## [Assignment]
Whatever the records say, set them down exactly.
[Opening Data for this task section]
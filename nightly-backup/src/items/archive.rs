//! Built-in item: tar a directory tree or compress a single file.

use super::{decode_params, run_pipeline, validate_name, BackupItem, RunContext};
use crate::config::{Config, ItemRecord};
use crate::fs::walker::build_globset;
use crate::pipeline::SourceKind;
use crate::utils::{BackupError, Result};
use async_trait::async_trait;
use serde::Deserialize;
use std::path::PathBuf;
use tracing::{info, warn};

#[derive(Debug, Deserialize)]
#[serde(deny_unknown_fields)]
struct ArchiveParams {
    source: PathBuf,
    #[serde(default)]
    exclude: Vec<String>,
    #[serde(default)]
    extension: Option<String>,
}

#[derive(Debug, Clone)]
pub struct ArchiveItem {
    name: String,
    source: PathBuf,
    excludes: Vec<String>,
    extension: String,
}

impl ArchiveItem {
    pub fn new(
        name: impl Into<String>,
        source: impl Into<PathBuf>,
        excludes: Vec<String>,
        extension: impl Into<String>,
    ) -> Result<Self> {
        let name = name.into();
        validate_name(&name)?;
        build_globset(&excludes)
            .map_err(|e| BackupError::Config(format!("item {}: {}", name, e)))?;

        Ok(Self {
            name,
            source: source.into(),
            excludes,
            extension: extension.into(),
        })
    }

    /// Factory for the `archive` class
    pub fn from_record(record: &ItemRecord, config: &Config) -> Result<Box<dyn BackupItem>> {
        let params: ArchiveParams = decode_params(record)?;
        let extension = params
            .extension
            .unwrap_or_else(|| config.pipeline.extension.clone());
        Ok(Box::new(Self::new(
            record.name.clone(),
            params.source,
            params.exclude,
            extension,
        )?))
    }
}

#[async_trait]
impl BackupItem for ArchiveItem {
    fn name(&self) -> &str {
        &self.name
    }

    async fn run(&self, ctx: &RunContext) -> Result<Vec<PathBuf>> {
        let artifact = ctx.artifact_path(&self.name, &self.extension);
        let Some(pipeline) = ctx.pipelines.for_path(&self.source, &self.excludes, &artifact)? else {
            warn!(
                item = %self.name,
                "Source {} does not exist, skipping",
                self.source.display()
            );
            return Ok(Vec::new());
        };

        match pipeline.kind {
            SourceKind::Directory => info!(item = %self.name, "Archiving directory {}", self.source.display()),
            _ => info!(item = %self.name, "Compressing file {}", self.source.display()),
        }

        let output = run_pipeline(&self.name, pipeline, ctx.verbose).await?;
        Ok(vec![output])
    }
}
//! Custom error types for the backup runner.

use thiserror::Error;

#[derive(Error, Debug)]
pub enum BackupError {
    #[error("Configuration error: {0}")]
    Config(String),

    #[error("Backup for {0} already exists (use --force to replace it)")]
    RunExists(String),

    #[error("Command failed: {command}\n{output}")]
    Pipeline { command: String, output: String },

    #[error("Remote store error: {0}")]
    Remote(String),

    #[error("I/O error: {0}")]
    Io(#[from] std::io::Error),

    #[error("Invalid configuration file: {0}")]
    Toml(#[from] toml::de::Error),

    #[error("{} backup item(s) failed: {}", .0.len(), .0.join(", "))]
    ItemsFailed(Vec<String>),
}

impl BackupError {
    /// Process exit code for this error.
    pub fn exit_code(&self) -> u8 {
        1
    }
}

pub type Result<T> = std::result::Result<T, BackupError>;

#[cfg(test)]
mod tests {
    use super::*;

    #[test]
    fn test_pipeline_error_carries_output() {
        let err = BackupError::Pipeline {
            command: "tar -cf - etc | gzip -c".to_string(),
            output: "tar: etc: Cannot open".to_string(),
        };
        let msg = err.to_string();
        assert!(msg.contains("tar -cf - etc | gzip -c"));
        assert!(msg.contains("Cannot open"));
        assert_eq!(err.exit_code(), 1);
    }

    #[test]
    fn test_items_failed_lists_names() {
        let err = BackupError::ItemsFailed(vec!["etc".to_string(), "home".to_string()]);
        assert_eq!(err.to_string(), "2 backup item(s) failed: etc, home");
    }
}
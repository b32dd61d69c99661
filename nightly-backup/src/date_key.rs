//! Date stamps embedded in run directory and container names.
//!
//! A key is `YYMMDD` followed by the lowercase English weekday abbreviation,
//! e.g. `231106mon`. It is independent of the process locale.

use chrono::{Datelike, NaiveDate, Weekday};
use std::fmt;

/// Length of a rendered key (`YYMMDDwww`)
pub const DATE_KEY_LEN: usize = 9;

#[derive(Debug, Clone, Copy, PartialEq, Eq, PartialOrd, Ord, Hash)]
pub struct DateKey(NaiveDate);

impl DateKey {
    pub fn new(date: NaiveDate) -> Self {
        Self(date)
    }

    pub fn date(&self) -> NaiveDate {
        self.0
    }

    /// Parse a complete key. The weekday must match the date.
    pub fn parse(key: &str) -> Option<Self> {
        if key.len() != DATE_KEY_LEN || !key.is_ascii() {
            return None;
        }
        let (digits, weekday) = key.split_at(6);
        if !digits.bytes().all(|b| b.is_ascii_digit()) {
            return None;
        }
        let date = NaiveDate::parse_from_str(digits, "%y%m%d").ok()?;
        if weekday_abbrev(date.weekday()) != weekday {
            return None;
        }
        Some(Self(date))
    }

    /// Parse the key a name ends with, e.g. `nightly-231106mon`.
    pub fn parse_suffix(name: &str) -> Option<Self> {
        if name.len() < DATE_KEY_LEN || !name.is_char_boundary(name.len() - DATE_KEY_LEN) {
            return None;
        }
        Self::parse(&name[name.len() - DATE_KEY_LEN..])
    }
}

impl fmt::Display for DateKey {
    fn fmt(&self, f: &mut fmt::Formatter<'_>) -> fmt::Result {
        write!(
            f,
            "{}{}",
            self.0.format("%y%m%d"),
            weekday_abbrev(self.0.weekday())
        )
    }
}

fn weekday_abbrev(weekday: Weekday) -> &'static str {
    match weekday {
        Weekday::Mon => "mon",
        Weekday::Tue => "tue",
        Weekday::Wed => "wed",
        Weekday::Thu => "thu",
        Weekday::Fri => "fri",
        Weekday::Sat => "sat",
        Weekday::Sun => "sun",
    }
}

#[cfg(test)]
mod tests {
    use super::*;

    #[test]
    fn test_format_key() {
        let key = DateKey::new(NaiveDate::from_ymd_opt(2023, 11, 6).unwrap());
        assert_eq!(key.to_string(), "231106mon");
    }

    #[test]
    fn test_parse_roundtrip_and_rejects() {
        let key = DateKey::parse("231106mon").unwrap();
        assert_eq!(key.date(), NaiveDate::from_ymd_opt(2023, 11, 6).unwrap());

        // wrong weekday, bad date, wrong shape
        assert!(DateKey::parse("231106tue").is_none());
        assert!(DateKey::parse("231306mon").is_none());
        assert!(DateKey::parse("23110mon").is_none());
        assert!(DateKey::parse("231106MON").is_none());
    }

    #[test]
    fn test_parse_suffix() {
        assert!(DateKey::parse_suffix("231106mon").is_some());
        assert!(DateKey::parse_suffix("host-231106mon").is_some());
        assert!(DateKey::parse_suffix("lost+found").is_none());
        assert!(DateKey::parse_suffix("mon").is_none());
        assert!(DateKey::parse_suffix("äöü231106mon").is_some());
    }
}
[Closing Data for this task section]
## [Written answer]
filename nightly-backup/src/items/archive.rs
//! Built-in item: tar a directory tree or compress a single file.

use super::{decode_params, run_pipeline, validate_name, BackupItem, RunContext};
use crate::config::{Config, ItemRecord};
use crate::fs::walker::build_globset;
use crate::pipeline::SourceKind;
use crate::utils::{BackupError, Result};
use async_trait::async_trait;
use serde::Deserialize;
use std::path::PathBuf;
use tracing::{info, warn};

#[derive(Debug, Deserialize)]
#[serde(deny_unknown_fields)]
struct ArchiveParams {
    source: PathBuf,
    #[serde(default)]
    exclude: Vec<String>,
    #[serde(default)]
    extension: Option<String>,
}

#[derive(Debug, Clone)]
pub struct ArchiveItem {
    name: String,
    source: PathBuf,
    excludes: Vec<String>,
    extension: String,
}

impl ArchiveItem {
    pub fn new(
        name: impl Into<String>,
        source: impl Into<PathBuf>,
        excludes: Vec<String>,
        extension: impl Into<String>,
    ) -> Result<Self> {
        let name = name.into();
        validate_name(&name)?;
        build_globset(&excludes)
            .map_err(|e| BackupError::Config(format!("item {}: {}", name, e)))?;

        Ok(Self {
            name,
            source: source.into(),
            excludes,
            extension: extension.into(),
        })
    }

    /// Factory for the `archive` class
    pub fn from_record(record: &ItemRecord, config: &Config) -> Result<Box<dyn BackupItem>> {
        let params: ArchiveParams = decode_params(record)?;
        let extension = params
            .extension
            .unwrap_or_else(|| config.pipeline.extension.clone());
        Ok(Box::new(Self::new(
            record.name.clone(),
            params.source,
            params.exclude,
            extension,
        )?))
    }
}

#[async_trait]
impl BackupItem for ArchiveItem {
    fn name(&self) -> &str {
        &self.name
    }

    async fn run(&self, ctx: &RunContext) -> Result<Vec<PathBuf>> {
        let artifact = ctx.artifact_path(&self.name, &self.extension);
        let Some(pipeline) = ctx.pipelines.for_path(&self.source, &self.excludes, &artifact)? else {
            warn!(
                item = %self.name,
                "Source {} does not exist, skipping",
                self.source.display()
            );
            return Ok(Vec::new());
        };

        match pipeline.kind {
            SourceKind::Directory => info!(item = %self.name, "Archiving directory {}", self.source.display()),
            _ => info!(item = %self.name, "Compressing file {}", self.source.display()),
        }

        let output = run_pipeline(&self.name, pipeline, ctx.verbose).await?;
        Ok(vec![output])
    }
}
//! Custom error types for the backup runner.

use thiserror::Error;

#[derive(Error, Debug)]
pub enum BackupError {
    #[error("Configuration error: {0}")]
    Config(String),

    #[error("Backup for {0} already exists (use --force to replace it)")]
    RunExists(String),

    #[error("Command failed: {command}\n{output}")]
    Pipeline { command: String, output: String },

    #[error("Remote store error: {0}")]
    Remote(String),

    #[error("I/O error: {0}")]
    Io(#[from] std::io::Error),

    #[error("Invalid configuration file: {0}")]
    Toml(#[from] toml::de::Error),

    #[error("{} backup item(s) failed: {}", .0.len(), .0.join(", "))]
    ItemsFailed(Vec<String>),
}

impl BackupError {
    /// Process exit code for this error.
    pub fn exit_code(&self) -> u8 {
        1
    }
}

pub type Result<T> = std::result::Result<T, BackupError>;

#[cfg(test)]
mod tests {
    use super::*;

    #[test]
    fn test_pipeline_error_carries_output() {
        let err = BackupError::Pipeline {
            command: "tar -cf - etc | gzip -c".to_string(),
            output: "tar: etc: Cannot open".to_string(),
        };
        let msg = err.to_string();
        assert!(msg.contains("tar -cf - etc | gzip -c"));
        assert!(msg.contains("Cannot open"));
        assert_eq!(err.exit_code(), 1);
    }

    #[test]
    fn test_items_failed_lists_names() {
        let err = BackupError::ItemsFailed(vec!["etc".to_string(), "home".to_string()]);
        assert_eq!(err.to_string(), "2 backup item(s) failed: etc, home");
    }
}
repository b32dd61d69c99661
filename nightly-backup/src/date_key.rs
//! Date stamps embedded in run directory and container names.
//!
//! A key is `YYMMDD` followed by the lowercase English weekday abbreviation,
//! e.g. `231106mon`. It is independent of the process locale.

use chrono::{Datelike, NaiveDate, Weekday};
use std::fmt;

/// Length of a rendered key (`YYMMDDwww`)
pub const DATE_KEY_LEN: usize = 9;

#[derive(Debug, Clone, Copy, PartialEq, Eq, PartialOrd, Ord, Hash)]
pub struct DateKey(NaiveDate);

impl DateKey {
    pub fn new(date: NaiveDate) -> Self {
        Self(date)
    }

    pub fn date(&self) -> NaiveDate {
        self.0
    }

    /// Parse a complete key. The weekday must match the date.
    pub fn parse(key: &str) -> Option<Self> {
        if key.len() != DATE_KEY_LEN || !key.is_ascii() {
            return None;
        }
        let (digits, weekday) = key.split_at(6);
        if !digits.bytes().all(|b| b.is_ascii_digit()) {
            return None;
        }
        let date = NaiveDate::parse_from_str(digits, "%y%m%d").ok()?;
        if weekday_abbrev(date.weekday()) != weekday {
            return None;
        }
        Some(Self(date))
    }

    /// Parse the key a name ends with, e.g. `nightly-231106mon`.
    pub fn parse_suffix(name: &str) -> Option<Self> {
        if name.len() < DATE_KEY_LEN || !name.is_char_boundary(name.len() - DATE_KEY_LEN) {
            return None;
        }
        Self::parse(&name[name.len() - DATE_KEY_LEN..])
    }
}

impl fmt::Display for DateKey {
    fn fmt(&self, f: &mut fmt::Formatter<'_>) -> fmt::Result {
        write!(
            f,
            "{}{}",
            self.0.format("%y%m%d"),
            weekday_abbrev(self.0.weekday())
        )
    }
}

fn weekday_abbrev(weekday: Weekday) -> &'static str {
    match weekday {
        Weekday::Mon => "mon",
        Weekday::Tue => "tue",
        Weekday::Wed => "wed",
        Weekday::Thu => "thu",
        Weekday::Fri => "fri",
        Weekday::Sat => "sat",
        Weekday::Sun => "sun",
    }
}

#[cfg(test)]
mod tests {
    use super::*;

    #[test]
    fn test_format_key() {
        let key = DateKey::new(NaiveDate::from_ymd_opt(2023, 11, 6).unwrap());
        assert_eq!(key.to_string(), "231106mon");
    }

    #[test]
    fn test_parse_roundtrip_and_rejects() {
        let key = DateKey::parse("231106mon").unwrap();
        assert_eq!(key.date(), NaiveDate::from_ymd_opt(2023, 11, 6).unwrap());

        // wrong weekday, bad date, wrong shape
        assert!(DateKey::parse("231106tue").is_none());
        assert!(DateKey::parse("231306mon").is_none());
        assert!(DateKey::parse("23110mon").is_none());
        assert!(DateKey::parse("231106MON").is_none());
    }

    #[test]
    fn test_parse_suffix() {
        assert!(DateKey::parse_suffix("231106mon").is_some());
        assert!(DateKey::parse_suffix("host-231106mon").is_some());
        assert!(DateKey::parse_suffix("lost+found").is_none());
        assert!(DateKey::parse_suffix("mon").is_none());
        assert!(DateKey::parse_suffix("äöü231106mon").is_some());
    }
}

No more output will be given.